New Deal Dems Understood Who The Bad Guys Were— Today's Party Establishment Is Way Off Base
- Howie Klein
- 6 hours ago
- 4 min read

Writing for Axios yesterday, Emily Peck reported that polling shows that Americans now support unions over big companies by a record-high margin. “The popularity of labor unions surged over the past decade, while American sentiment toward big business has fallen, according to new data published by the liberal Economic Policy Institute. The approval switcheroo helps explain, in part, why the Republican Party has been courting labor unions in recent years.”

What it doesn’t explain is why today's Democratic Party's buttoned-down establishment has, for the most part, abandoned it’s traditional alliance with unions and the working class and cozied up to an increasingly detested and corrupted corporate America.
Peck wrote that “After the pandemic, public support for labor unions and workers increased even more. At the same time, increasing populism meant less support for businesses, even from Republicans who typically support their interests. Americans are more likely to support unions than big companies by the widest margin in 60 years.”

Nathan Sage is a lifelong independent running for the Iowa Senate seat Trump ally Joni Ernst has. He’s a different kind of Democrat, one who actually cares about working people, a patriot, not a politician who enlisted in the Marines, served two tours in Iraq, then re-enlisted in the Army and served a third tour in Iraq. Back home, he put himself through college with the GI Bill and worked as a mechanic, a sports radio host, and eventually became Director of the Knoxville chamber of commerce, working closely with local businesses as a voice for Iowa small businesses and working people. Iowa Dems haven't had a working-class candidate in a race like this in recent memory, and if Sage can replicate Osborn's strength he’ll pose a serious threat to Ernst. Yesterday, he told us “When I was a teenager working at Wal-Mart they sent someone down from corporate for some good old fashioned union busting. That's when I learned there's nothing these massive corporations want more than to stomp out labor unions. The Democratic Party needs to be America's labor party. Our base should be the working class, not the billionaire class.”

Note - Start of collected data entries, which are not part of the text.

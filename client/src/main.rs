mod config;
mod human_player;

use std::path::PathBuf;

use clap::Parser;
use tictactoe_engine::config::{ConfigManager, Validate};
use tictactoe_engine::tictactoe::{GameResult, Player, Winner, create_bot, play_the_game};
use tictactoe_engine::{log, logger};

use config::{Config, PlayerKind, get_config_manager};
use human_player::HumanPlayer;

#[derive(Parser)]
#[command(name = "tictactoe_client")]
struct Args {
    /// Who plays X
    #[arg(long, value_enum)]
    x: Option<PlayerKind>,

    /// Who plays O
    #[arg(long, value_enum)]
    o: Option<PlayerKind>,

    /// Number of games to play in a row
    #[arg(long)]
    games: Option<u32>,

    /// Seed for the random bots; drawn at random when absent
    #[arg(long)]
    seed: Option<u64>,

    /// YAML config file, defaults to one next to the executable
    #[arg(long)]
    config: Option<PathBuf>,

    #[arg(long)]
    use_log_prefix: bool,
}

impl Args {
    fn apply(&self, config: Config) -> Config {
        Config {
            player_x: self.x.unwrap_or(config.player_x),
            player_o: self.o.unwrap_or(config.player_o),
            games: self.games.unwrap_or(config.games),
            seed: self.seed.or(config.seed),
        }
    }
}

#[derive(Debug, Default, PartialEq, Eq)]
struct Tally {
    x_wins: u32,
    o_wins: u32,
    draws: u32,
}

impl Tally {
    fn record(&mut self, winner: Winner) {
        match winner {
            Winner::X => self.x_wins += 1,
            Winner::O => self.o_wins += 1,
            Winner::Draw => self.draws += 1,
        }
    }
}

fn create_player(kind: PlayerKind, seed: u64) -> Box<dyn Player> {
    match kind.bot_type() {
        Some(bot_type) => create_bot(bot_type, seed),
        None => Box::new(HumanPlayer::stdio()),
    }
}

/// Each seat of each game gets its own seed so a run is reproducible.
fn seat_seed(base_seed: u64, game: u32, seat: u64) -> u64 {
    base_seed.wrapping_add(u64::from(game) * 2 + seat)
}

fn print_result(game: u32, result: &GameResult) {
    println!();
    println!("Game {} final board:", game + 1);
    print!("{}", result.board);
    match result.winner {
        Winner::Draw => println!("Cat's game!"),
        winner => println!("{} wins!", winner),
    }
}

fn main() -> Result<(), Box<dyn std::error::Error>> {
    let args = Args::parse();

    let prefix = if args.use_log_prefix {
        Some("Client".to_string())
    } else {
        None
    };
    logger::init_logger(prefix);

    let config_manager = match args.config {
        Some(ref path) => ConfigManager::from_yaml_file(path.clone()),
        None => get_config_manager(),
    };
    let config = args.apply(config_manager.get_config()?);
    config.validate()?;

    let base_seed = config.seed.unwrap_or_else(rand::random);
    log!(
        "Starting {} game(s): X={:?} O={:?} seed={}",
        config.games,
        config.player_x,
        config.player_o,
        base_seed
    );

    let mut tally = Tally::default();
    for game in 0..config.games {
        let mut player_x = create_player(config.player_x, seat_seed(base_seed, game, 0));
        let mut player_o = create_player(config.player_o, seat_seed(base_seed, game, 1));

        let result = play_the_game(player_x.as_mut(), player_o.as_mut(), None)?;
        log!("Game {} finished: {}", game + 1, result.winner);
        print_result(game, &result);
        tally.record(result.winner);
    }

    if config.games > 1 {
        println!();
        println!(
            "X wins: {}, O wins: {}, draws: {}",
            tally.x_wins, tally.o_wins, tally.draws
        );
    }

    Ok(())
}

Somehow, the Democratic Party establishment managed to miss the memo. At the very moment when Americans— across age, race, and even party lines— are turning against big business and rallying behind workers, establishment Democrats are still chasing Chamber of Commerce donors and tech billionaires like it’s 1999.
It’s political malpractice. The Democratic Party was once the natural home for working-class people, and it built a durable coalition by aligning itself with unions, economic justice and the principle that workers deserved a fair share of the pie they created. But today’s establishment leaders seem to believe that vague slogans about “opportunity” and “innovation” can substitute for bold, material commitments to the people who keep this country running. They still imagine that appeasing corporate America will win them campaign cash and votes— despite all evidence to the contrary.

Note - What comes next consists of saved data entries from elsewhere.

use serde::{Deserialize, Serialize};

use super::ConfigError;

pub trait ConfigSerializer<TConfig> {
    fn serialize(&self, config: &TConfig) -> Result<String, ConfigError>;
    fn deserialize(&self, content: &str) -> Result<TConfig, ConfigError>;
}

#[derive(Debug, Default, Clone, Copy)]
pub struct YamlConfigSerializer;

impl YamlConfigSerializer {
    pub fn new() -> Self {
        Self
    }
}

impl<TConfig> ConfigSerializer<TConfig> for YamlConfigSerializer
where
    TConfig: for<'de> Deserialize<'de> + Serialize,
{
    fn serialize(&self, config: &TConfig) -> Result<String, ConfigError> {
        serde_yaml_ng::to_string(config).map_err(ConfigError::Serialize)
    }

    fn deserialize(&self, content: &str) -> Result<TConfig, ConfigError> {
        serde_yaml_ng::from_str(content).map_err(ConfigError::Deserialize)
    }
}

This isn’t just cowardice; it’s stupidity. The party is bleeding working-class support, especially among young people and communities of color, not because it’s “too far left” but because it’s incoherent and spineless. When the public is moving left on labor, the Democrats should be sprinting to get in front of that parade. Instead, they’re holding closed-door meetings with CEOs while Republicans are out here talking about “made in America” jobs and union endorsements. It’s another catastrophic misreading of the political moment by establishment Dems like Chuck Schumer, Mark Warner, Elissa Slotkin, Maggie Hassan, Michael Bennet and Mark Kelly— and a betrayal of the party’s own history. If the Democratic establishment continues to ignore the resurgent labor movement, they won’t just lose votes; they’ll lose their last shred of credibility as a party of the people.

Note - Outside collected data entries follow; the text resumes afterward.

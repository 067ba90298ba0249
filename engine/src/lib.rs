pub mod config;
pub mod games;
pub mod logger;

pub use games::tictactoe;
use std::fmt;

use crate::log;
use super::{Board, GameError, GameStatus, Mark, MinimaxBot, Player, game_status};

#[derive(Clone, Copy, Debug, PartialEq, Eq)]
pub enum Winner {
    X,
    O,
    Draw,
}

impl Winner {
    pub fn mark(&self) -> Option<Mark> {
        match self {
            Winner::X => Some(Mark::X),
            Winner::O => Some(Mark::O),
            Winner::Draw => None,
        }
    }

    fn from_status(status: GameStatus) -> Option<Winner> {
        match status {
            GameStatus::XWon => Some(Winner::X),
            GameStatus::OWon => Some(Winner::O),
            GameStatus::Draw => Some(Winner::Draw),
            GameStatus::InProgress => None,
        }
    }
}

impl fmt::Display for Winner {
    fn fmt(&self, f: &mut fmt::Formatter<'_>) -> fmt::Result {
        match self {
            Winner::X => write!(f, "X"),
            Winner::O => write!(f, "O"),
            Winner::Draw => write!(f, "Cat's game"),
        }
    }
}

#[derive(Clone, Copy, Debug, PartialEq, Eq)]
pub struct GameResult {
    pub winner: Winner,
    pub board: Board,
}

/// Plays a game with X moving first, from `starting_board` or an empty board.
pub fn play_the_game<PX, PO>(
    player_x: &mut PX,
    player_o: &mut PO,
    starting_board: Option<Board>,
) -> Result<GameResult, GameError>
where
    PX: Player + ?Sized,
    PO: Player + ?Sized,
{
    play_from(player_x, player_o, starting_board.unwrap_or_default(), Mark::X)
}

/// Runs the turn loop from `board` with `to_move` about to play, until X wins,
/// O wins or the board fills up, checked in that order before every move.
pub fn play_from<PX, PO>(
    player_x: &mut PX,
    player_o: &mut PO,
    board: Board,
    to_move: Mark,
) -> Result<GameResult, GameError>
where
    PX: Player + ?Sized,
    PO: Player + ?Sized,
{
    let mut board = board;
    let mut current_mark = to_move;

    loop {
        if let Some(winner) = Winner::from_status(game_status(&board)) {
            return Ok(GameResult { winner, board });
        }

        let index = match current_mark {
            Mark::X => player_x.choose_move(Mark::X, &board)?,
            Mark::O => player_o.choose_move(Mark::O, &board)?,
            Mark::Empty => return Err(GameError::InvalidMark(Mark::Empty)),
        };

        board = board.with_move(index, current_mark).inspect_err(|e| {
            log!("Rejected move from {}: {}", current_mark, e);
        })?;

        current_mark = match current_mark.opponent() {
            Some(next) => next,
            None => return Err(GameError::InvalidMark(current_mark)),
        };
    }
}

/// Plays `board` out to the end with minimax on both sides.
pub fn simulate(board: Board, to_move: Mark) -> Result<GameResult, GameError> {
    play_from(&mut MinimaxBot, &mut MinimaxBot, board, to_move)
}

#[cfg(test)]
mod tests {
    use super::*;
    use crate::games::tictactoe::{RandomBot, ScriptedPlayer};

    fn board(s: &str) -> Board {
        s.parse().unwrap()
    }

    fn unused_player() -> impl FnMut(Mark, &Board) -> usize {
        |_: Mark, _: &Board| -> usize { panic!("player should not be asked to move on a finished board") }
    }

    #[test]
    fn test_determines_the_winner_of_finished_boards() {
        let x_board = board("XXX......");
        let x_result = play_the_game(&mut unused_player(), &mut unused_player(), Some(x_board)).unwrap();
        assert_eq!(x_result.winner, Winner::X);
        assert_eq!(x_result.board, x_board);

        let o_board = board("OOO......");
        let o_result = play_the_game(&mut unused_player(), &mut unused_player(), Some(o_board)).unwrap();
        assert_eq!(o_result.winner, Winner::O);
        assert_eq!(o_result.board, o_board);

        let cats_board = board("XOXOXOOXO");
        let cats_result = play_the_game(&mut unused_player(), &mut unused_player(), Some(cats_board)).unwrap();
        assert_eq!(cats_result.winner, Winner::Draw);
        assert_eq!(cats_result.board, cats_board);
    }

    #[test]
    fn test_allows_players_to_play() {
        let mut x_player = ScriptedPlayer::new([0, 1, 2]);
        let mut o_player = ScriptedPlayer::new([3, 7]);

        let result = play_the_game(&mut x_player, &mut o_player, None).unwrap();

        assert_eq!(result.winner, Winner::X);
        assert_eq!(result.board, board("XXXO...O."));
        assert_eq!(x_player.remaining(), 0);
        assert_eq!(o_player.remaining(), 0);
    }

    #[test]
    fn test_closures_are_players() {
        let mut x_moves = [4usize, 0, 6, 5, 7].into_iter();
        let mut o_moves = [8usize, 2, 3, 1].into_iter();
        let mut x_player = |mark: Mark, _: &Board| {
            assert_eq!(mark, Mark::X);
            x_moves.next().unwrap()
        };
        let mut o_player = |mark: Mark, _: &Board| {
            assert_eq!(mark, Mark::O);
            o_moves.next().unwrap()
        };

        let result = play_the_game(&mut x_player, &mut o_player, None).unwrap();

        assert_eq!(result.winner, Winner::Draw);
        assert_eq!(result.board, board("XOOOXXXXO"));
    }

    #[test]
    fn test_o_can_win() {
        let mut x_player = ScriptedPlayer::new([0, 1, 8]);
        let mut o_player = ScriptedPlayer::new([2, 4, 6]);

        let result = play_the_game(&mut x_player, &mut o_player, None).unwrap();

        assert_eq!(result.winner, Winner::O);
        assert_eq!(result.board, board("XXO.O.O.X"));
    }

    #[test]
    fn test_resumes_partially_played_board() {
        let mut x_player = ScriptedPlayer::new([5]);
        let mut o_player = ScriptedPlayer::new(Vec::new());

        let result = play_the_game(&mut x_player, &mut o_player, Some(board("...XX.OO."))).unwrap();

        assert_eq!(result.winner, Winner::X);
    }

    #[test]
    fn test_play_from_respects_side_to_move() {
        // X would win on 2, but it is O's turn and O completes the middle row.
        let mut x_player = ScriptedPlayer::new(Vec::new());
        let mut o_player = ScriptedPlayer::new([3]);

        let result = play_from(&mut x_player, &mut o_player, board("XX..OO.X."), Mark::O).unwrap();

        assert_eq!(result.winner, Winner::O);
    }

    #[test]
    fn test_illegal_move_is_rejected() {
        let mut x_player = ScriptedPlayer::new([4, 0]);
        let mut o_player = ScriptedPlayer::new([4]);

        let result = play_the_game(&mut x_player, &mut o_player, None);

        assert!(matches!(result, Err(GameError::IllegalMove { index: 4, mark: Mark::O })));
    }

    #[test]
    fn test_out_of_range_move_is_rejected() {
        let mut x_player = |_: Mark, _: &Board| 9usize;
        let mut o_player = ScriptedPlayer::new(Vec::new());

        let result = play_the_game(&mut x_player, &mut o_player, None);

        assert!(matches!(result, Err(GameError::IllegalMove { index: 9, mark: Mark::X })));
    }

    #[test]
    fn test_player_errors_propagate() {
        let mut x_player = ScriptedPlayer::new([0]);
        let mut o_player = ScriptedPlayer::new(Vec::new());

        let result = play_the_game(&mut x_player, &mut o_player, None);

        assert!(matches!(result, Err(GameError::ScriptExhausted)));
    }

    #[test]
    fn test_play_from_rejects_empty_mark() {
        let result = play_from(&mut unused_player(), &mut unused_player(), Board::new(), Mark::Empty);
        assert!(matches!(result, Err(GameError::InvalidMark(Mark::Empty))));
    }

    #[test]
    fn test_random_games_always_finish() {
        for seed in 0..50 {
            let mut x_player = RandomBot::new(seed);
            let mut o_player = RandomBot::new(seed.wrapping_add(1000));

            let result = play_the_game(&mut x_player, &mut o_player, None).unwrap();

            assert!(game_status(&result.board).is_terminal());
            let x_count = result.board.count(Mark::X);
            let o_count = result.board.count(Mark::O);
            assert!(x_count == o_count || x_count == o_count + 1);
        }
    }

    #[test]
    fn test_simulate_is_a_draw_from_empty_corner_reply() {
        let result = simulate(board("X........"), Mark::O).unwrap();
        assert_eq!(result.winner, Winner::Draw);
    }

    #[test]
    fn test_winner_display() {
        assert_eq!(Winner::X.to_string(), "X");
        assert_eq!(Winner::O.to_string(), "O");
        assert_eq!(Winner::Draw.to_string(), "Cat's game");
        assert_eq!(Winner::Draw.mark(), None);
    }
}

Call me old fashioned, but I was interested in the Democrats as a party when economic dignity was a non-negotiable right, back when I got my first union card. Today's consultant-burdened leadership has basically traded picket lines for private equity, lunch-pail populism for LinkedIn jargon and real structural reform for “access” and “stakeholder capitalism.” These idiots are still trying to win over swing voters in boardrooms while the base is organizing walkouts and strikes on warehouse floors.

Meanwhile, Republicans— cynical as ever— have moved in to fill the void, wrapping their culture war agenda in the language of worker empowerment. It’s hollow and opportunistic, of course. But it’s working, in part, because Democratic parties across the states have left the door wide open. The stupidity of the Democratic establishment has the anti-Bernie party ignoring a historic surge in pro-labor sentiment, in favor of courting a donor class that will never truly be on our side. In a time of rampant inequality and corporate overreach, there’s no future for a party that stands in the mushy middle. We all know that Bill Clinton/Rahm Emanuel-grade triangulation isn’t a rational path forward. Maybe the DNC and satte parties should try picking a side, the way these House Democrats have.